Saturday, March 1, 2008

Chainbreaker Bike Book

For those who are interested in such things, the world is full of bike books. lists 1128 of them - books on bike building, bike repair, bike history, buying a bike, etc. ad infinitum.

As a dedicated book buyer and and bike geek, I own twenty-odd bike-related titles myself. I recently picked up the single best bicycle book I have ever seen, and that's not an exaggeration. "The Chainbreaker Bike Book," by Shelley Lynn Jackson and Ethan Clark, is a comprehensive, complete and utterly accessible introduction to the world of D.I.Y. bike repair. The co-authors are self-described bike punks who have gathered a wealth of experience to share with amateur and professional mechanics. The book, published by independent Microcosm press, is designed like a zine - the entire thing is hand illustrated and peppered with well selected photocopies from other books or journals. The language is informal, but the knowledge is both first-rate and non-technical.

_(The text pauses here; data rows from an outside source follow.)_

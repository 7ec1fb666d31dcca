//! The model client used by every station.

use crate::{
    ModelRequest, ModelResponse, ModelSettings, Payload, ResponseMetadata, extract_json,
    strip_nulls,
};
use dramaturg_core::{CompletionRequest, Usage};
use dramaturg_error::{DramaturgResult, ModelError, ModelErrorKind};
use dramaturg_interface::TextGenerator;
use dramaturg_rate_limit::Throttle;
use serde::de::DeserializeOwned;
use serde_json::Value;
use std::sync::Arc;
use std::time::Instant;
use tracing::{debug, instrument, warn};

/// Reply text plus what the client learned while obtaining it.
struct Completion {
    model: String,
    prompt: String,
    text: String,
    fallback_used: bool,
    latency_ms: u64,
}

impl Completion {
    fn into_response<T>(self, content: T) -> ModelResponse<T> {
        let usage = Usage::estimate(&self.prompt, &self.text);
        ModelResponse::new(
            self.model,
            content,
            usage,
            ResponseMetadata::new(self.latency_ms, self.fallback_used),
        )
    }
}

/// Model client with throttling, per-call timeout and fallback substitution.
///
/// Every backend call first waits on the injected [`Throttle`]. When the
/// primary model fails and a *different* fallback model is configured, the
/// request is retried exactly once against the fallback; if that also fails,
/// the fallback's error is returned.
///
/// # Example
///
/// ```no_run
/// use dramaturg_models::{GeminiGenerator, ModelClient, ModelRequest, ModelSettings};
/// use dramaturg_rate_limit::{ModelThrottle, ThrottleConfig};
/// use std::sync::Arc;
///
/// # #[tokio::main]
/// # async fn main() -> Result<(), Box<dyn std::error::Error>> {
/// let client = ModelClient::new(
///     Arc::new(GeminiGenerator::new()?),
///     Arc::new(ModelThrottle::new(ThrottleConfig::default())),
///     ModelSettings::new("gemini-2.5-flash", Some("gemini-2.5-flash-lite".into())),
/// );
///
/// let reply = client.generate_text(&ModelRequest::new("Describe Hamlet in one line.")).await?;
/// println!("{}", reply.content());
/// # Ok(())
/// # }
/// ```
#[derive(Clone)]
pub struct ModelClient {
    generator: Arc<dyn TextGenerator>,
    throttle: Arc<dyn Throttle>,
    settings: ModelSettings,
}

impl std::fmt::Debug for ModelClient {
    fn fmt(&self, f: &mut std::fmt::Formatter<'_>) -> std::fmt::Result {
        f.debug_struct("ModelClient")
            .field("provider", &self.generator.provider_name())
            .field("settings", &self.settings)
            .finish_non_exhaustive()
    }
}

impl ModelClient {
    /// Create a client over a backend and a throttle.
    pub fn new(
        generator: Arc<dyn TextGenerator>,
        throttle: Arc<dyn Throttle>,
        settings: ModelSettings,
    ) -> Self {
        Self {
            generator,
            throttle,
            settings,
        }
    }

    /// Client-wide defaults.
    pub fn settings(&self) -> &ModelSettings {
        &self.settings
    }

    /// Generate raw prose.
    ///
    /// # Errors
    ///
    /// Returns the primary model's error when no distinct fallback exists,
    /// otherwise the fallback's error.
    #[instrument(skip(self, request), fields(prompt_len = request.prompt().len()))]
    pub async fn generate_text(&self, request: &ModelRequest) -> DramaturgResult<ModelResponse<String>> {
        let completion = self.complete(request).await?;
        let text = completion.text.clone();
        Ok(completion.into_response(text))
    }

    /// Generate and parse JSON into `T`.
    ///
    /// A reply that cannot be recovered as JSON, or whose JSON does not fit
    /// `T` even after `null` members are stripped, comes back as
    /// [`Payload::Unstructured`].
    ///
    /// # Errors
    ///
    /// Only backend failures are errors; see [`generate_text`](Self::generate_text).
    #[instrument(skip(self, request), fields(prompt_len = request.prompt().len(), target = std::any::type_name::<T>()))]
    pub async fn generate_json<T: DeserializeOwned>(
        &self,
        request: &ModelRequest,
    ) -> DramaturgResult<ModelResponse<Payload<T>>> {
        let completion = self.complete(request).await?;
        let payload = parse_payload::<T>(&completion.text);
        if !payload.is_structured() {
            debug!(
                model = %completion.model,
                reply_len = completion.text.len(),
                "Reply kept unstructured"
            );
        }
        Ok(completion.into_response(payload))
    }

    /// Generate JSON and check it with a caller-supplied guard.
    ///
    /// A value failing the guard is still returned as structured when
    /// `allow_partial` is set; otherwise the raw reply is returned.
    ///
    /// # Errors
    ///
    /// Only backend failures are errors.
    #[instrument(skip(self, request, guard), fields(prompt_len = request.prompt().len()))]
    pub async fn generate_guarded<G>(
        &self,
        request: &ModelRequest,
        guard: G,
        allow_partial: bool,
    ) -> DramaturgResult<ModelResponse<Payload<Value>>>
    where
        G: Fn(&Value) -> bool + Send,
    {
        let completion = self.complete(request).await?;

        let payload = match extract_json(&completion.text).map(strip_nulls) {
            Some(value) if guard(&value) => Payload::Structured(value),
            Some(value) if allow_partial => {
                warn!(model = %completion.model, "Reply failed guard; keeping partial value");
                Payload::Structured(value)
            }
            Some(_) => {
                warn!(model = %completion.model, "Reply failed guard");
                Payload::Unstructured(completion.text.clone())
            }
            None => Payload::Unstructured(completion.text.clone()),
        };

        Ok(completion.into_response(payload))
    }

    /// Run a request against the primary model, substituting the fallback once.
    async fn complete(&self, request: &ModelRequest) -> DramaturgResult<Completion> {
        let prompt = request.build_prompt();
        let primary = request
            .model()
            .clone()
            .unwrap_or_else(|| self.settings.primary_model().clone());
        let fallback = request
            .fallback_model()
            .clone()
            .or_else(|| self.settings.fallback_model().clone())
            .filter(|fallback| fallback != &primary);

        let started = Instant::now();

        let (model, text, fallback_used) = match self.call_model(&primary, &prompt, request).await {
            Ok(text) => (primary, text, false),
            Err(err) => match fallback {
                Some(fallback) => {
                    warn!(
                        primary = %primary,
                        fallback = %fallback,
                        error = %err,
                        "Primary model failed; retrying with fallback"
                    );
                    let text = self.call_model(&fallback, &prompt, request).await?;
                    (fallback, text, true)
                }
                None => return Err(err),
            },
        };

        let latency_ms = started.elapsed().as_millis() as u64;
        debug!(model = %model, latency_ms, fallback_used, reply_len = text.len(), "Model replied");

        Ok(Completion {
            model,
            prompt,
            text,
            fallback_used,
            latency_ms,
        })
    }

    /// One throttled, time-bounded backend call.
    async fn call_model(
        &self,
        model: &str,
        prompt: &str,
        request: &ModelRequest,
    ) -> DramaturgResult<String> {
        self.throttle.throttle(model).await;

        let completion = CompletionRequest::builder()
            .prompt(prompt)
            .model(model)
            .temperature(Some(request.temperature().unwrap_or(*self.settings.temperature())))
            .max_output_tokens(Some(request.max_tokens().unwrap_or(*self.settings.max_tokens())))
            .build()
            .map_err(|e| {
                ModelError::new(ModelErrorKind::ApiRequest(format!(
                    "Failed to build request: {}",
                    e
                )))
            })?;

        let timeout = *self.settings.request_timeout();
        let text = match tokio::time::timeout(timeout, self.generator.complete(&completion)).await
        {
            Ok(result) => result?,
            Err(_) => {
                return Err(ModelError::new(ModelErrorKind::Timeout {
                    model: model.to_string(),
                    seconds: timeout.as_secs(),
                })
                .into());
            }
        };

        if text.trim().is_empty() {
            return Err(ModelError::new(ModelErrorKind::EmptyResponse(model.to_string())).into());
        }

        Ok(text)
    }
}

/// Recover `T` from reply text, stripping nulls before a second attempt.
fn parse_payload<T: DeserializeOwned>(text: &str) -> Payload<T> {
    let Some(value) = extract_json(text) else {
        return Payload::Unstructured(text.to_string());
    };

    match serde_json::from_value::<T>(value.clone()) {
        Ok(parsed) => Payload::Structured(parsed),
        Err(first) => match serde_json::from_value::<T>(strip_nulls(value)) {
            Ok(parsed) => {
                debug!(error = %first, "Parsed after stripping nulls");
                Payload::Structured(parsed)
            }
            Err(second) => {
                debug!(error = %second, "Reply JSON does not fit expected shape");
                Payload::Unstructured(text.to_string())
            }
        },
    }
}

The chapters cover everything from buying used parts to conducting a proper step-by-step overhaul, to bike aesthetics and fashion. Unlike many bike books which feature an abundance of tech specifics and sing the praises of needlessly expensive specialized parts, there is nothing intimidating about this book.

Honestly, ANYONE who rides a bike and has half-a-mind to learn about repair and maintenance, who wants to learn some bike building skills, or who is interested in the philosophical cult of beauty and simplicity that surrounds bicycles should spend $14 on this book. In addition to being an extremely practical manual, it's an inspiring and dedicated work of art.